» **WORK ORDER**: Which lines in the entries below contain the string "BookChapterRow"? Show each of them in full.
*** Opening ENTRIES PROVIDED ***
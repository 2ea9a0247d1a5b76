//! Query-row shapes and the join aggregator
//!
//! The single-book query is a LEFT JOIN of `books` onto `chapters`, which
//! comes back flat: one row per chapter, each repeating the book columns,
//! or exactly one row with NULL chapter columns for a book without chapters.
//! [`aggregate`] folds those rows back into one [`Book`].
//!
//! Nullable columns stay `Option` here; the domain types only see `Option`
//! where the field itself is optional.

use chrono::{DateTime, NaiveDateTime, Utc};
use sqlx::FromRow;

use crate::models::{Book, Chapter};

/// Book columns as stored. Timestamps are `TIMESTAMP` (no zone) and are
/// read as UTC.
#[derive(Debug, Clone, PartialEq, Eq, FromRow)]
pub struct BookRow {
    pub id: String,
    pub title: String,
    pub author: String,
    pub description: Option<String>,
    pub cover_url: Option<String>,
    pub year: Option<String>,
    pub created_at: Option<NaiveDateTime>,
    pub updated_at: Option<NaiveDateTime>,
}

impl BookRow {
    /// Convert to a domain book without chapters (list view).
    pub fn into_book(self) -> Book {
        Book {
            id: self.id,
            title: self.title,
            author: self.author,
            description: self.description,
            cover_url: self.cover_url,
            year: self.year,
            chapters: None,
            created_at: self.created_at.map(utc),
            updated_at: self.updated_at.map(utc),
        }
    }
}

/// One row of the book/chapter LEFT JOIN.
///
/// Every chapter column is NULL when the book has no chapters.
#[derive(Debug, Clone, PartialEq, Eq, FromRow)]
pub struct BookChapterRow {
    #[sqlx(flatten)]
    pub book: BookRow,
    pub chapter_id: Option<String>,
    pub chapter_title: Option<String>,
    pub chapter_summary: Option<String>,
    pub chapter_audio_url: Option<String>,
    pub chapter_order_num: Option<i32>,
    pub chapter_created_at: Option<NaiveDateTime>,
}

impl BookChapterRow {
    /// Row for a book with no chapters.
    pub fn without_chapter(book: BookRow) -> Self {
        Self {
            book,
            chapter_id: None,
            chapter_title: None,
            chapter_summary: None,
            chapter_audio_url: None,
            chapter_order_num: None,
            chapter_created_at: None,
        }
    }

    /// The chapter carried by this row, if any.
    ///
    /// A NULL `order_num` on a present chapter was never set at storage time
    /// and reads as 0.
    fn chapter(&self) -> Option<Chapter> {
        let id = self.chapter_id.clone()?;
        Some(Chapter {
            id,
            book_id: self.book.id.clone(),
            title: self.chapter_title.clone().unwrap_or_default(),
            summary: self.chapter_summary.clone(),
            audio_url: self.chapter_audio_url.clone(),
            order_num: self.chapter_order_num.unwrap_or(0),
            created_at: self.chapter_created_at.map(utc),
        })
    }
}

/// Fold join rows into one book with its chapters.
///
/// Returns `None` for an empty input: the book does not exist. Otherwise
/// the book fields come from the first row and chapters are collected in
/// row order. Rows are not re-sorted; the query orders them.
pub fn aggregate(rows: Vec<BookChapterRow>) -> Option<Book> {
    let chapters: Vec<Chapter> = rows.iter().filter_map(BookChapterRow::chapter).collect();
    let first = rows.into_iter().next()?;

    let mut book = first.book.into_book();
    book.chapters = Some(chapters);
    Some(book)
}

fn utc(ts: NaiveDateTime) -> DateTime<Utc> {
    ts.and_utc()
}

#[cfg(test)]
mod tests {
    use super::*;
    use chrono::NaiveDate;

    fn ts(day: u32) -> NaiveDateTime {
        NaiveDate::from_ymd_opt(2024, 3, day)
            .unwrap()
            .and_hms_opt(12, 0, 0)
            .unwrap()
    }

    fn book_row(id: &str) -> BookRow {
        BookRow {
            id: id.into(),
            title: "The Hobbit".into(),
            author: "J. R. R. Tolkien".into(),
            description: Some("There and back again".into()),
            cover_url: None,
            year: Some("1937".into()),
            created_at: Some(ts(1)),
            updated_at: Some(ts(2)),
        }
    }

    fn chapter_row(book: &str, id: &str, order: Option<i32>) -> BookChapterRow {
        BookChapterRow {
            chapter_id: Some(id.into()),
            chapter_title: Some(format!("Chapter {id}")),
            chapter_summary: None,
            chapter_audio_url: Some(format!("{id}.mp3")),
            chapter_order_num: order,
            chapter_created_at: Some(ts(10)),
            ..BookChapterRow::without_chapter(book_row(book))
        }
    }

    #[test]
    fn empty_rows_is_not_found() {
        assert_eq!(aggregate(vec![]), None);
    }

    #[test]
    fn book_without_chapters_has_empty_list() {
        let book = aggregate(vec![BookChapterRow::without_chapter(book_row("b1"))]).unwrap();
        assert_eq!(book.id, "b1");
        assert_eq!(book.chapters, Some(vec![]));
        assert_eq!(book.year.as_deref(), Some("1937"));
    }

    #[test]
    fn keeps_row_order() {
        let rows = vec![
            chapter_row("b1", "c-late", Some(9)),
            chapter_row("b1", "c-early", Some(1)),
        ];
        let book = aggregate(rows).unwrap();
        let ids: Vec<_> = book.chapters().iter().map(|c| c.id.as_str()).collect();
        assert_eq!(ids, vec!["c-late", "c-early"]);
    }

    #[test]
    fn chapters_take_book_id_and_stored_timestamp() {
        let book = aggregate(vec![chapter_row("b1", "c1", Some(1))]).unwrap();
        let chapter = &book.chapters()[0];
        assert_eq!(chapter.book_id, "b1");
        assert_eq!(chapter.created_at, Some(ts(10).and_utc()));
        assert_eq!(chapter.audio_url.as_deref(), Some("c1.mp3"));
    }

    #[test]
    fn null_order_reads_as_zero() {
        let book = aggregate(vec![chapter_row("b1", "c1", None)]).unwrap();
        assert_eq!(book.chapters()[0].order_num, 0);
    }

    #[test]
    fn null_chapter_rows_are_skipped() {
        let rows = vec![
            chapter_row("b1", "c1", Some(1)),
            BookChapterRow::without_chapter(book_row("b1")),
            chapter_row("b1", "c2", Some(2)),
        ];
        let book = aggregate(rows).unwrap();
        assert_eq!(book.chapters().len(), 2);
    }

    #[test]
    fn list_view_conversion_has_no_chapters() {
        let book = book_row("b1").into_book();
        assert!(book.chapters.is_none());
        assert_eq!(book.created_at, Some(ts(1).and_utc()));
    }
}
*** Closing ENTRIES PROVIDED ***
» **REPLY TO THE TASK**:
pub struct BookChapterRow {
impl BookChapterRow {
pub fn aggregate(rows: Vec<BookChapterRow>) -> Option<Book> {
    let chapters: Vec<Chapter> = rows.iter().filter_map(BookChapterRow::chapter).collect();
    fn chapter_row(book: &str, id: &str, order: Option<i32>) -> BookChapterRow {
        BookChapterRow {
            ..BookChapterRow::without_chapter(book_row(book))
        let book = aggregate(vec![BookChapterRow::without_chapter(book_row("b1"))]).unwrap();
            BookChapterRow::without_chapter(book_row("b1")),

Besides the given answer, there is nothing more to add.